PROBLEM DETAILS:
If a line in the data below holds the word "OnDemand", copy it.

DATA SECTION:
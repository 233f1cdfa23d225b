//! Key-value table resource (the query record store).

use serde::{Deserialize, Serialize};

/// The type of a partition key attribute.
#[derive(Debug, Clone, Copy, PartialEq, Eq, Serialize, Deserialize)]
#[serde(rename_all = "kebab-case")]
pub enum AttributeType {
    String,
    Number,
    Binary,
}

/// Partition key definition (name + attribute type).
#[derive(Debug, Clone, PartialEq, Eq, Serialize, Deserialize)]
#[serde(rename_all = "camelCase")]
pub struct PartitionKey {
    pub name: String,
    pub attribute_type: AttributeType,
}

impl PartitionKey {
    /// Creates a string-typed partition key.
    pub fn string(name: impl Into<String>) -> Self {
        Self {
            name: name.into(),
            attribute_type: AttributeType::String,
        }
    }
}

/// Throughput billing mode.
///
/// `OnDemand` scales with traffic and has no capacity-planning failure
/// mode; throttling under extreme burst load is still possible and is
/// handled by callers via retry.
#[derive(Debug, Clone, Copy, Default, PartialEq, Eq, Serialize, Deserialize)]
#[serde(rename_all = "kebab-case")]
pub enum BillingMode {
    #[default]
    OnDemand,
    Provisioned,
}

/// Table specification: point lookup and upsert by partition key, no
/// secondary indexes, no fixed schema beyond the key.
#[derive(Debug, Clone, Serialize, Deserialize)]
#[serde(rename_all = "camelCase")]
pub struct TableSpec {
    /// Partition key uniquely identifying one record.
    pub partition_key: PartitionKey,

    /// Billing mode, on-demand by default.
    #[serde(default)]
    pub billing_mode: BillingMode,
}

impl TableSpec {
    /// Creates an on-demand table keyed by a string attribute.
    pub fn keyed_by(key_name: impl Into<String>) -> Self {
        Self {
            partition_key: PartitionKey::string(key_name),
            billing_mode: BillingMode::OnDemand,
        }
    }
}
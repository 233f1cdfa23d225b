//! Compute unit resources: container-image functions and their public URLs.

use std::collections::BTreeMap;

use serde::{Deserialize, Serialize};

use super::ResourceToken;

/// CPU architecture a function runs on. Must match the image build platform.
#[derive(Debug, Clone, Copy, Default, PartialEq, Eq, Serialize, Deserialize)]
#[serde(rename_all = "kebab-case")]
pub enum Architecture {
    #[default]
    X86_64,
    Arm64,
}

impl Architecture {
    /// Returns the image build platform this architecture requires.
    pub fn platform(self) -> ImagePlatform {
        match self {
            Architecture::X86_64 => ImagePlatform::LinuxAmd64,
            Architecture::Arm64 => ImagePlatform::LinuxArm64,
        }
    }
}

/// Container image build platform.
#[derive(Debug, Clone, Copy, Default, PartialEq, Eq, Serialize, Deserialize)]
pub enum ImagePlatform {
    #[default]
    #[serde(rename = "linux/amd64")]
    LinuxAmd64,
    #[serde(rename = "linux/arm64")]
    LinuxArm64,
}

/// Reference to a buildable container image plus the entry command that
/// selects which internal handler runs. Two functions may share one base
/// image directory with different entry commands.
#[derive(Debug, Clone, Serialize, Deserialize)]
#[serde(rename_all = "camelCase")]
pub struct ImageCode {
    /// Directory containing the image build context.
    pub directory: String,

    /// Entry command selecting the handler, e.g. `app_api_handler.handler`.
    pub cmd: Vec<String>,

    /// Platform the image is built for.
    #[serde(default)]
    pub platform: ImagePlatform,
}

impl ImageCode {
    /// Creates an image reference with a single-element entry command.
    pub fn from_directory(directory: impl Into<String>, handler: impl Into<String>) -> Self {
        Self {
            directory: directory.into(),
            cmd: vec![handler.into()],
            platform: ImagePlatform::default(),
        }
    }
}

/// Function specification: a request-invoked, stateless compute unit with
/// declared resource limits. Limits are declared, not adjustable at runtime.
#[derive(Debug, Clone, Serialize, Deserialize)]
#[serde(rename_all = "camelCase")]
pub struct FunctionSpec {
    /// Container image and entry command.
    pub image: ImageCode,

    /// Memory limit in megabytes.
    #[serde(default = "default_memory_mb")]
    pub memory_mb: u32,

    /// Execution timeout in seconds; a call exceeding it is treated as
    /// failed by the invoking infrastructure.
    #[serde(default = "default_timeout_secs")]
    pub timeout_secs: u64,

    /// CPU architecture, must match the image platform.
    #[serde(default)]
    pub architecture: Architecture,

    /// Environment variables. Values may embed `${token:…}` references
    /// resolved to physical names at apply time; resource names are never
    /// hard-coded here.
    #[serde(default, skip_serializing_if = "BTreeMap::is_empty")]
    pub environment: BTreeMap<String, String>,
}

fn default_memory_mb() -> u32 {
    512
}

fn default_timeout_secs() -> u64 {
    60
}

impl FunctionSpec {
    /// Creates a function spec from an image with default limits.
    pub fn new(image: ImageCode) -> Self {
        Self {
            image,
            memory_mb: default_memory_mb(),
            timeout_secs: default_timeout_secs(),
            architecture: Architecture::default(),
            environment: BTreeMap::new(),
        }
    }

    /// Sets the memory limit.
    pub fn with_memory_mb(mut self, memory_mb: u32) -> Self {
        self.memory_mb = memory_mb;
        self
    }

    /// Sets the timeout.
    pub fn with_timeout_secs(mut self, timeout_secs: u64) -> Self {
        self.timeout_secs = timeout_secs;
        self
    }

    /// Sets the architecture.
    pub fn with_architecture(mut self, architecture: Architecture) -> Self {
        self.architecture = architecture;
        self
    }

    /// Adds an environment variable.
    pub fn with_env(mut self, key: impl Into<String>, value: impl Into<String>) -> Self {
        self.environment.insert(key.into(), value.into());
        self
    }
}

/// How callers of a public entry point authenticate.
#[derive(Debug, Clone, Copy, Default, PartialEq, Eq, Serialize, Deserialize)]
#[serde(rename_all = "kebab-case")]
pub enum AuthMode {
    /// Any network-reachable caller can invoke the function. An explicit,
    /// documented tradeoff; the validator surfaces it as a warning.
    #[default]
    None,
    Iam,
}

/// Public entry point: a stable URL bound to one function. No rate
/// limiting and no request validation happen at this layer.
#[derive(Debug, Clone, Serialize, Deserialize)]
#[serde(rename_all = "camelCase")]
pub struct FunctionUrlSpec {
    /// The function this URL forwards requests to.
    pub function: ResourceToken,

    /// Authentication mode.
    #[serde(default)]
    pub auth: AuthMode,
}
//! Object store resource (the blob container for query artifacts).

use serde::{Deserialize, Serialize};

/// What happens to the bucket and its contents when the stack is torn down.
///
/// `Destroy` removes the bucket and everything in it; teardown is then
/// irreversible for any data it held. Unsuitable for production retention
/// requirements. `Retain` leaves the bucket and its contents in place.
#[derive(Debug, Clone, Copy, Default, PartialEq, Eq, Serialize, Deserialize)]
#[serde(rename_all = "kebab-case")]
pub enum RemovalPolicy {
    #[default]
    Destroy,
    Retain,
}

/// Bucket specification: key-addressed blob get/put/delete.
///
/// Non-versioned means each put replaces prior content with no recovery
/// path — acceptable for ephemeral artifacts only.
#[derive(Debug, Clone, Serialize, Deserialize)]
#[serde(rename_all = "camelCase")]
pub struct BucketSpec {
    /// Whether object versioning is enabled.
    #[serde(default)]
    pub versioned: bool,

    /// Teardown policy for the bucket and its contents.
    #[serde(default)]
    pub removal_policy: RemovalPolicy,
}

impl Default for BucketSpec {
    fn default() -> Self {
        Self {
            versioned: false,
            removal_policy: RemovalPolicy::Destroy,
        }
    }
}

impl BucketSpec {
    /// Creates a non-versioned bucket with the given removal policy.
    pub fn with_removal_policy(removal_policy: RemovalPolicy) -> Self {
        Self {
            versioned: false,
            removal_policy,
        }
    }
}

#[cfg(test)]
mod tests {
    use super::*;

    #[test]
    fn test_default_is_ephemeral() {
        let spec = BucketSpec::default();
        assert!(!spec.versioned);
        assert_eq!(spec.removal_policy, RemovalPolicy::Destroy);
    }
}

--

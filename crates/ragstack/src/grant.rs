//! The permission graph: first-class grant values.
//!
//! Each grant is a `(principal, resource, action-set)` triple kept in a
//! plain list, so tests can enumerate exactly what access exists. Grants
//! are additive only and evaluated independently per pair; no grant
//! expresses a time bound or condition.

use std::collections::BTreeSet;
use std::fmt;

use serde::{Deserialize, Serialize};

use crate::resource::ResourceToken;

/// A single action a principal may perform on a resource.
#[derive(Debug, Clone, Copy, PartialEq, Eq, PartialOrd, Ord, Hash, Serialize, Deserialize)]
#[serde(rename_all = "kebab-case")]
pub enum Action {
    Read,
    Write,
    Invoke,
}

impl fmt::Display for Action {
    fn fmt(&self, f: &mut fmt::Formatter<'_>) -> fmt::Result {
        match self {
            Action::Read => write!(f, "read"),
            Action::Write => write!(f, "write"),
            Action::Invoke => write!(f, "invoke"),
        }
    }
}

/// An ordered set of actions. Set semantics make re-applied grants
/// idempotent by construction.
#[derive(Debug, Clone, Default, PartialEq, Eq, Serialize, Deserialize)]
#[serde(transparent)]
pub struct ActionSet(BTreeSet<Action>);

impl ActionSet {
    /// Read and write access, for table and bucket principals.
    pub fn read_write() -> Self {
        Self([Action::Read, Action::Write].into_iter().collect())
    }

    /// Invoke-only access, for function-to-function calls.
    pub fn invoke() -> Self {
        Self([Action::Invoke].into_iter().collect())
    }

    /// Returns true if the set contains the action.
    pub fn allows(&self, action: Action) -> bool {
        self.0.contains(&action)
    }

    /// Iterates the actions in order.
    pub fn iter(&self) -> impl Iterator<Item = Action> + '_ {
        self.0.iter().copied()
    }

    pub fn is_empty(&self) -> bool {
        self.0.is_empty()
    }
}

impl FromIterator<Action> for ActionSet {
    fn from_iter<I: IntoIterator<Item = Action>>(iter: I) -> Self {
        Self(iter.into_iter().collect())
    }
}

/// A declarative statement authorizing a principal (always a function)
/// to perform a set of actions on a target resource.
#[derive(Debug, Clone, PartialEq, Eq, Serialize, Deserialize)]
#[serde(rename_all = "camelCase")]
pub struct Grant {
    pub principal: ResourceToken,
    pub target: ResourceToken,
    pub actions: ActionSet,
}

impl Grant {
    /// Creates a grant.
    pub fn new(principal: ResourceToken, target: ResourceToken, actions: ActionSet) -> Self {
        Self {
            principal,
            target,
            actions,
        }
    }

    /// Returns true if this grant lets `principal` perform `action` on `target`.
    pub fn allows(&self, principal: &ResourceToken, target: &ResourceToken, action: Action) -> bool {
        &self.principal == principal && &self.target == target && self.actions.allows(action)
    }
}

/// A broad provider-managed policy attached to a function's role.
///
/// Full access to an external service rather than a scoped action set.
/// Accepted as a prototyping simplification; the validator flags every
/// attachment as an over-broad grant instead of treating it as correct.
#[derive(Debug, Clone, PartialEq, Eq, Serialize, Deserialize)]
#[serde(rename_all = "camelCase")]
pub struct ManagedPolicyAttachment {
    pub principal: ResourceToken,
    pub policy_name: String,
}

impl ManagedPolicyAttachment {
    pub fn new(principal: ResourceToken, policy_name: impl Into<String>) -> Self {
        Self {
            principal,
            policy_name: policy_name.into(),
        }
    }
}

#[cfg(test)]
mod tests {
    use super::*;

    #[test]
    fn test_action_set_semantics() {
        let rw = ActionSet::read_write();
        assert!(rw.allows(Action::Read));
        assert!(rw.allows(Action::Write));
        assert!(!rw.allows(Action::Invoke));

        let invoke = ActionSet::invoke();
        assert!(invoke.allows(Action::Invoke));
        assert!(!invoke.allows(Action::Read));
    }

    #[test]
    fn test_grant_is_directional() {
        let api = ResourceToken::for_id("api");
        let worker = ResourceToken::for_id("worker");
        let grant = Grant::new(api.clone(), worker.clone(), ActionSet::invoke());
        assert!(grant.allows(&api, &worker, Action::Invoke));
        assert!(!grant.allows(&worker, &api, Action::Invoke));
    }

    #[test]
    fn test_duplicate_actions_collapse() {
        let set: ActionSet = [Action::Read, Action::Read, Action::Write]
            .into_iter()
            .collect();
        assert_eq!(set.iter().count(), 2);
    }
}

COMPLETED EXERCISE:
/// `OnDemand` scales with traffic and has no capacity-planning failure
    OnDemand,
            billing_mode: BillingMode::OnDemand,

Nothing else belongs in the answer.